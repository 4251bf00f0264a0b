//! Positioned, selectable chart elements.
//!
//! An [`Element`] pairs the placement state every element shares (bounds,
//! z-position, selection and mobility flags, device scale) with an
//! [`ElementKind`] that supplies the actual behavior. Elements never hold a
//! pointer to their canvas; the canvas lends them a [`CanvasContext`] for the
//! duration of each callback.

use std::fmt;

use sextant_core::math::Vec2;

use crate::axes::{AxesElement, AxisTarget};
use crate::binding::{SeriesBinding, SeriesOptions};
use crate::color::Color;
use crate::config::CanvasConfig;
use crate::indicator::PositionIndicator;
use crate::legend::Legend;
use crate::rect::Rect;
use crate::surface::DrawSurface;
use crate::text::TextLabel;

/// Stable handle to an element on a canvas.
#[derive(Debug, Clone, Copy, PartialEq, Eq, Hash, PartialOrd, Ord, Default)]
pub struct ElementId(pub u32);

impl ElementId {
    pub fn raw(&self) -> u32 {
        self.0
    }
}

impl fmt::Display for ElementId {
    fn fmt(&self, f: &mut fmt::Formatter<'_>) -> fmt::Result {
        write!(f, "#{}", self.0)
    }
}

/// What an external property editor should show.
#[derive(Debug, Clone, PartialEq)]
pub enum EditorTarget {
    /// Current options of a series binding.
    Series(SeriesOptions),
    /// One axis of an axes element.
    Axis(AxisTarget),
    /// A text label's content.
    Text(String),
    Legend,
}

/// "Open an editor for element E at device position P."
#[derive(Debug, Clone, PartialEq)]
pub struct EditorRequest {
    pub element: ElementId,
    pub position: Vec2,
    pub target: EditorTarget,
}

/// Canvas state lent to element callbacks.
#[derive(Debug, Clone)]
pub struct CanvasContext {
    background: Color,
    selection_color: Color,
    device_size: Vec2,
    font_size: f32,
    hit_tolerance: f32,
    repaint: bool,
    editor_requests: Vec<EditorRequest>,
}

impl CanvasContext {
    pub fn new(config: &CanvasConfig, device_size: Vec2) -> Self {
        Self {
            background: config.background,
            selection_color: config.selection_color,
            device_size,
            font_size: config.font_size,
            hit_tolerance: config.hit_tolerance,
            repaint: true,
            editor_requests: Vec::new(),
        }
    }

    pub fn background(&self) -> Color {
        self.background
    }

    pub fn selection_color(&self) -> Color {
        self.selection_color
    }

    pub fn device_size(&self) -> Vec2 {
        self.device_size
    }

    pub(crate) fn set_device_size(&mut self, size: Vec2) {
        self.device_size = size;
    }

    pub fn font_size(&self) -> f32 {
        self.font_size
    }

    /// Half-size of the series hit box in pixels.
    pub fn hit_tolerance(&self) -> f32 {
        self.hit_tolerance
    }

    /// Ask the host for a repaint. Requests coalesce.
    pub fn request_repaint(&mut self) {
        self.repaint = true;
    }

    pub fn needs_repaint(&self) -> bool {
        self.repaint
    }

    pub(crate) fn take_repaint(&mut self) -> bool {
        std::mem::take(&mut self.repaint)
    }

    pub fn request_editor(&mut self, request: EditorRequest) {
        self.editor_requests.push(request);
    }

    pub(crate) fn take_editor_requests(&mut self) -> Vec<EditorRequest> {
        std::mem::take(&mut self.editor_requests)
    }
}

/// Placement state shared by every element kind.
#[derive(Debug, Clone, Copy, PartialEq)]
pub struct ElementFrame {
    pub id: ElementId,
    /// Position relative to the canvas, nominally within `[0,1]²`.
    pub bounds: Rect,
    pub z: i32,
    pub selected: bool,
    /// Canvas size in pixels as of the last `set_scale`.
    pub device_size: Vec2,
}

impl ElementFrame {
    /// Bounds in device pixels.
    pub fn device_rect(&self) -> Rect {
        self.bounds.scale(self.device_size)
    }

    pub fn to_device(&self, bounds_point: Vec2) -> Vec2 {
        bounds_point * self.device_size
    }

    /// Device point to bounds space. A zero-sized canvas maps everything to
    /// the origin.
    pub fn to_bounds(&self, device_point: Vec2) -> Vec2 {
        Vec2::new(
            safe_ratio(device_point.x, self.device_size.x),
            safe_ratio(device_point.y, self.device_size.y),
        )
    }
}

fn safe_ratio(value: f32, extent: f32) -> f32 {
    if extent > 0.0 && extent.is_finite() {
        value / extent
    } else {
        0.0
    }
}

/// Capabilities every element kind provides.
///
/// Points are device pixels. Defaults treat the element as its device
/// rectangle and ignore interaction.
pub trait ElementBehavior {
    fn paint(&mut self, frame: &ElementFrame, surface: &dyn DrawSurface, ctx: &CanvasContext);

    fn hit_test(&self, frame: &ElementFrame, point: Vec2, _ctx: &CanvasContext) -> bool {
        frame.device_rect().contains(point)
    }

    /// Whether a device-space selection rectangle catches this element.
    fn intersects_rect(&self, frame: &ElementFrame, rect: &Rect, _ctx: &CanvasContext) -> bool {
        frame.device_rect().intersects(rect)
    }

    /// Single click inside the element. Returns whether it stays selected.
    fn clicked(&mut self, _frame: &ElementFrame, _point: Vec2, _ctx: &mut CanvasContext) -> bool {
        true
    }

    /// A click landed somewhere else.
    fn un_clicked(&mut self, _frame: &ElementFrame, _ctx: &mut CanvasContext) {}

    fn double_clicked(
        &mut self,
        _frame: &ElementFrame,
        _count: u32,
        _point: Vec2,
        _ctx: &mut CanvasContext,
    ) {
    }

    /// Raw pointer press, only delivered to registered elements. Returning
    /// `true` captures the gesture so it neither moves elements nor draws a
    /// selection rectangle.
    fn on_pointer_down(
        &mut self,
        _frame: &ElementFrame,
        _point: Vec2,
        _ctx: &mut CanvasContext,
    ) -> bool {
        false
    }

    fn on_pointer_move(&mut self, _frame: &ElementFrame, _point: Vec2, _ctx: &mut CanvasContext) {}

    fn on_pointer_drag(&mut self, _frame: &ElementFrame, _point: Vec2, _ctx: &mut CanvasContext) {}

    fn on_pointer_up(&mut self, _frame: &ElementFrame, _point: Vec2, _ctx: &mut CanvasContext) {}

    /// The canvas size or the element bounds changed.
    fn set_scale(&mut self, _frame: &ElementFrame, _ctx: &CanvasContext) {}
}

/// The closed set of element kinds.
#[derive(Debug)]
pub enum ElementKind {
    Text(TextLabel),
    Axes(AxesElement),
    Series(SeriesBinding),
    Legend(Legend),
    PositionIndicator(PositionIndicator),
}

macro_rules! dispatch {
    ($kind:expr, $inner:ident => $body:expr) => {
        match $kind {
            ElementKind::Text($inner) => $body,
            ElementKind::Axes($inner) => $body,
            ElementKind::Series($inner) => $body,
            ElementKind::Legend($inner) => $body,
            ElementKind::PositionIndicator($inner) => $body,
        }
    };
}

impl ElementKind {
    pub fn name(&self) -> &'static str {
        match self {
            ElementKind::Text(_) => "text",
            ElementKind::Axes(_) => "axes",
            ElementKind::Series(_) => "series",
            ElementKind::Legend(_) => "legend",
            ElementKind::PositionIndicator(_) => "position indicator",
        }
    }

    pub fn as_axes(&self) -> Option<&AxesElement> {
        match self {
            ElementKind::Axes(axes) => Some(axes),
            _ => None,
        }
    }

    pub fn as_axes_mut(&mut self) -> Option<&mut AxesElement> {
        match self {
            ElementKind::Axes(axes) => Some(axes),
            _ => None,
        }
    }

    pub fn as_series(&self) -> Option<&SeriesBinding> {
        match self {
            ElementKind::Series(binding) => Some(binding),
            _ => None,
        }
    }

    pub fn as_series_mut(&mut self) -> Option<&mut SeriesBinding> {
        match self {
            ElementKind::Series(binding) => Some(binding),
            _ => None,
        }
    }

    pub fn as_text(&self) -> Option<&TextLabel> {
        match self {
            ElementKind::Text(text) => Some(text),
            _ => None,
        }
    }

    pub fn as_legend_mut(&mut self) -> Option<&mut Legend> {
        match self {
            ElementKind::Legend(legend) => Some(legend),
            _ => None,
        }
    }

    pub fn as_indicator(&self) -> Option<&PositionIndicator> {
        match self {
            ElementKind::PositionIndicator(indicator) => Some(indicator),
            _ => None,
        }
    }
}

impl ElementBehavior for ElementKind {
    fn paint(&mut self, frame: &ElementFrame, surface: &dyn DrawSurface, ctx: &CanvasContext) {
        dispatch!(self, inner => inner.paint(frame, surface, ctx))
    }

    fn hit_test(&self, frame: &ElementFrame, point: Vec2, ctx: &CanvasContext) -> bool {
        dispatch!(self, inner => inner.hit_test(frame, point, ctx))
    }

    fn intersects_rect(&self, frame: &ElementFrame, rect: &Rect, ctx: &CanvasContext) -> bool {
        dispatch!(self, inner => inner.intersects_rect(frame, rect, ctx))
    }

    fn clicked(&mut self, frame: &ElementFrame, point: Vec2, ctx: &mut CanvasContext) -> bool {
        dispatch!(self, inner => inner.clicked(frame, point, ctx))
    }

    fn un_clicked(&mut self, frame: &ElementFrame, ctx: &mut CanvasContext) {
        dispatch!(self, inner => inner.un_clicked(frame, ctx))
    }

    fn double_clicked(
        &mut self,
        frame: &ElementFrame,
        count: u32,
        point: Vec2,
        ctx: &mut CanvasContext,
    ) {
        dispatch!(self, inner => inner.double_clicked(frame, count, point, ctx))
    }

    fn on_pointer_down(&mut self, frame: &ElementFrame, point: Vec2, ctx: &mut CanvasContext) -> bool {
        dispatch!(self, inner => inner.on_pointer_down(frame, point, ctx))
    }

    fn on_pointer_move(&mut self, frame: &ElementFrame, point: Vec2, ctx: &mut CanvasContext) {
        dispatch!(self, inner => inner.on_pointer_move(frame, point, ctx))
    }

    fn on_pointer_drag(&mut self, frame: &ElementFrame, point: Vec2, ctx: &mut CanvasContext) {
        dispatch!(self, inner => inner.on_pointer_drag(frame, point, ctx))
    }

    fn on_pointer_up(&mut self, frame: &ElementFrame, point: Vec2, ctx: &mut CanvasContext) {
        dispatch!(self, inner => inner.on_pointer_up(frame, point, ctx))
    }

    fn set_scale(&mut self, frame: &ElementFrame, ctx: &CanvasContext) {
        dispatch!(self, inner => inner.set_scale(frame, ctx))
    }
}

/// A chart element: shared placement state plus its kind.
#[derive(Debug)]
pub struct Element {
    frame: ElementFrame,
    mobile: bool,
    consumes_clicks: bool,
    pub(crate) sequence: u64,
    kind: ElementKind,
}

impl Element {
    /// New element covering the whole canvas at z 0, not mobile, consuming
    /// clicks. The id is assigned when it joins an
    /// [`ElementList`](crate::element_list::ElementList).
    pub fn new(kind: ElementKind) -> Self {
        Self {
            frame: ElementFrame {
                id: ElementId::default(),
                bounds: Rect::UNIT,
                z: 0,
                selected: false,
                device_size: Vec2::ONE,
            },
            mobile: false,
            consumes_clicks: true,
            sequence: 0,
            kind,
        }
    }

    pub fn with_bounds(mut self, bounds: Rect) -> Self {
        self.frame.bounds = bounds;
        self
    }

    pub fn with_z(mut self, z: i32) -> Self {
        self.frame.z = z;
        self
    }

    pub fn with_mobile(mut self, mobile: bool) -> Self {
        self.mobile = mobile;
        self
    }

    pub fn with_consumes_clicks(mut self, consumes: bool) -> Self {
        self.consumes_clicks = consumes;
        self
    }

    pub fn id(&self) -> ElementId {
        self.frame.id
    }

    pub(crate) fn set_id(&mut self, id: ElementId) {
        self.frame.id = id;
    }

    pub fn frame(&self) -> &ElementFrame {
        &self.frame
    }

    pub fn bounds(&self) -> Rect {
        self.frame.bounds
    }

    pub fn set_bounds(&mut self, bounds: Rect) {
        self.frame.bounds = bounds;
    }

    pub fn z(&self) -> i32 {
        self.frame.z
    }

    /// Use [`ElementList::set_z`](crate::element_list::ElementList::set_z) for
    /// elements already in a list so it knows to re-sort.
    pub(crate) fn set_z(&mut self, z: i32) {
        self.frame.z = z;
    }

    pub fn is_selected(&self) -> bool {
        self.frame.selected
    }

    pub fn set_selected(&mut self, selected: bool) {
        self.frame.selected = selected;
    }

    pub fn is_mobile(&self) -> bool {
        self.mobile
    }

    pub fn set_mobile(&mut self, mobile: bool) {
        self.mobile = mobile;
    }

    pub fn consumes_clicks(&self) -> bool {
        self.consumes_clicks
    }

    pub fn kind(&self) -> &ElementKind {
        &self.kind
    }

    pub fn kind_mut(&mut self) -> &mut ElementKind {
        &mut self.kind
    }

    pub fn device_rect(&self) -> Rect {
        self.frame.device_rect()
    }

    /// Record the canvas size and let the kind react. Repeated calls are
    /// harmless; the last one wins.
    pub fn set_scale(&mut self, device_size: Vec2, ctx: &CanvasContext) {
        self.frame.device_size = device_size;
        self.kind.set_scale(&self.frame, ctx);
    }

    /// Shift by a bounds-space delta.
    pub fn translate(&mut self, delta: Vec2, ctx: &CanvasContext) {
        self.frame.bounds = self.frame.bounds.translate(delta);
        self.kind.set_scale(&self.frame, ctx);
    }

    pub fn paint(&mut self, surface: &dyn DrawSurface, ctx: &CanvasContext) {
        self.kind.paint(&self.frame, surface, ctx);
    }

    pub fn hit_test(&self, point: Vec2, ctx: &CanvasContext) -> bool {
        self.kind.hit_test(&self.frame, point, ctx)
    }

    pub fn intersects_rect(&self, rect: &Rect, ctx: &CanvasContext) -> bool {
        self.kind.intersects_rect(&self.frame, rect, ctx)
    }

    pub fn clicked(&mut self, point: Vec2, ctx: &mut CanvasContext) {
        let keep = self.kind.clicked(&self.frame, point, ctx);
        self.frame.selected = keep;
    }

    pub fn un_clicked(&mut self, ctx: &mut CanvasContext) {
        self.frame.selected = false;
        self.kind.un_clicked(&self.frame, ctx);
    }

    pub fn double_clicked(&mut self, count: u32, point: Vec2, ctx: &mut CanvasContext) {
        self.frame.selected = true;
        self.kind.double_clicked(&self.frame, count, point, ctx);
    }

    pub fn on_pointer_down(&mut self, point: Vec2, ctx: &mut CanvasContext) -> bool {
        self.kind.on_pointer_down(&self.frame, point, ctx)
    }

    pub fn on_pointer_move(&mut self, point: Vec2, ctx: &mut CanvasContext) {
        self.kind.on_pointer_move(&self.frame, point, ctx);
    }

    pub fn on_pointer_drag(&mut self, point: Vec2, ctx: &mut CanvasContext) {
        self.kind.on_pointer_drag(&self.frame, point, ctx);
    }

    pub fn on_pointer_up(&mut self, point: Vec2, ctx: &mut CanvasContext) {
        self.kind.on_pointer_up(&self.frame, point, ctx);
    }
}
□ □ □ □
## EXERCISE DIRECTIONS
The expected answer holds each line from the listing above where the string "PartialEq" is present.

## TASK RESPONSE
#[derive(Debug, Clone, Copy, PartialEq, Eq, Hash, PartialOrd, Ord, Default)]
#[derive(Debug, Clone, PartialEq)]
#[derive(Debug, Clone, PartialEq)]
#[derive(Debug, Clone, Copy, PartialEq)]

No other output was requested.